Multiple sclerosis (MS) is an autoimmune disease characterized by demyelination and neurodegeneration in the brain, spinal cord and optic nerve. Neuronal degeneration and death underlie progressive forms of MS and cognitive dysfunction. Neuronal damage is triggered by numerous harmful factors in the brain that engage diverse signalling cascades in neurons thus therapeutic approaches to protect neurons will need to focus on agents that can target broad biological processes. To target the broad spectrum of signaling events that mediate neurodegeneration in MS we have focused on non-coding small microRNAs (miRNAs). microRNAs are epigenetic regulators of protein expression, targeting messenger RNAs (mRNAs) and inhibiting their translation.
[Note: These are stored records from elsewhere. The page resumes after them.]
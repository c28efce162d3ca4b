//! Test plans and the job parameters derived from them.

use std::fs;

use camino::{Utf8Path, Utf8PathBuf};
use tracing::debug;
use yaml_rust2::{Yaml, YamlLoader};

use crate::error::{Error, Result};

/// Only files with this suffix are treated as test plans.
pub const PLAN_EXTENSION: &str = ".yaml";

/// Parameters for one scheduled `cwr-test` job.
#[derive(Debug, Clone, PartialEq, Eq)]
pub struct JobParameters {
    pub test_plan: Utf8PathBuf,
    pub controllers: Vec<String>,
    pub bundle_name: Option<String>,
    pub bundle_file: Option<String>,
}

impl JobParameters {
    /// The key/value pairs submitted to the job server. Empty values are
    /// left out entirely rather than sent as empty strings.
    pub fn to_params(&self) -> Vec<(&'static str, String)> {
        let controllers = (!self.controllers.is_empty()).then(|| self.controllers.join(" "));
        [
            ("test_plan", Some(self.test_plan.to_string())),
            ("controllers", controllers),
            ("bundle_name", self.bundle_name.clone()),
            ("bundle_file", self.bundle_file.clone()),
        ]
        .into_iter()
        .filter_map(|(k, v)| v.filter(|v| !v.is_empty()).map(|v| (k, v)))
        .collect()
    }
}

fn scalar(v: &Yaml) -> Option<String> {
    let s = match v {
        Yaml::String(s) | Yaml::Real(s) => s.clone(),
        Yaml::Integer(i) => i.to_string(),
        Yaml::Boolean(b) => b.to_string(),
        _ => return None,
    };
    (!s.is_empty()).then_some(s)
}

/// Extract job parameters from the text of a test plan.
pub fn parse_plan(path: &Utf8Path, contents: &str, controllers: &[String]) -> Result<JobParameters> {
    let plan_error = |message: String| Error::Plan {
        path: path.to_owned(),
        message,
    };
    let docs = YamlLoader::load_from_str(contents).map_err(|e| plan_error(e.to_string()))?;
    let doc = docs
        .into_iter()
        .next()
        .ok_or_else(|| plan_error("empty document".into()))?;
    if doc.as_hash().is_none() {
        return Err(plan_error("expected a mapping".into()));
    }
    Ok(JobParameters {
        test_plan: path.to_owned(),
        controllers: controllers.iter().filter(|c| !c.is_empty()).cloned().collect(),
        bundle_name: scalar(&doc["bundle_name"]),
        bundle_file: scalar(&doc["bundle_file"]),
    })
}

/// Read a test plan from disk and extract its job parameters.
pub fn make_parameters(path: &Utf8Path, controllers: &[String]) -> Result<JobParameters> {
    let contents = fs::read_to_string(path).map_err(Error::io(format!("reading {path}")))?;
    parse_plan(path, &contents, controllers)
}

/// The test plan files to schedule: `explicit` names when given, otherwise
/// every entry of `dir`. Names without the plan extension are skipped.
pub fn plan_files(dir: &Utf8Path, explicit: Option<&[String]>) -> Result<Vec<Utf8PathBuf>> {
    let names = match explicit {
        Some(names) => names.to_vec(),
        None => {
            let mut names = dir
                .read_dir_utf8()
                .map_err(Error::io(format!("reading directory {dir}")))?
                .map(|e| e.map(|e| e.file_name().to_owned()))
                .collect::<std::io::Result<Vec<_>>>()
                .map_err(Error::io(format!("reading directory {dir}")))?;
            // Listing order is filesystem dependent
            names.sort();
            names
        }
    };
    Ok(names
        .into_iter()
        .filter(|n| {
            let keep = n.ends_with(PLAN_EXTENSION);
            if !keep {
                debug!("Skipping {n}");
            }
            keep
        })
        .map(|n| dir.join(n))
        .collect())
}

/// One [`JobParameters`] per test plan.
pub fn make_jobs(
    dir: &Utf8Path,
    explicit: Option<&[String]>,
    controllers: &[String],
) -> Result<Vec<JobParameters>> {
    plan_files(dir, explicit)?
        .iter()
        .map(|p| make_parameters(p, controllers))
        .collect()
}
Dysregulation of miRNAs has been described in many neurodegenerative diseases including MS. In this study we identified two miRNAs, miR-223-3p and miR-27a-3p, that were upregulated in neurons in the experimental autoimmune encephalomyelitis (EAE) mouse model of CNS inflammation and in active MS lesions. Overexpression of miR-27a-3p or miR-223-3p protected dissociated cortical neurons from degeneration in response to peripheral blood mononuclear cell conditioned media (PBMC-CM). Introduction of miR-223-3p in vivo in mouse retinal ganglion cells (RGCs) protected RGC axons from degeneration in the EAE model. By in silico analysis we found that mRNAs in the glutamate receptor (GluR) pathway are enriched in miR-27a-3p and miR-223-3p targets. Antagonism of the GluR pathway protected neurons from PBMC-CM-dependent degeneration. Our results suggest that miR-223-3p and miR-27a-3p are upregulated in response to inflammation to mediate a compensatory neuroprotective gene expression program that desensitizes neurons to glutamate by downregulating mRNAs involved in GluR signalling.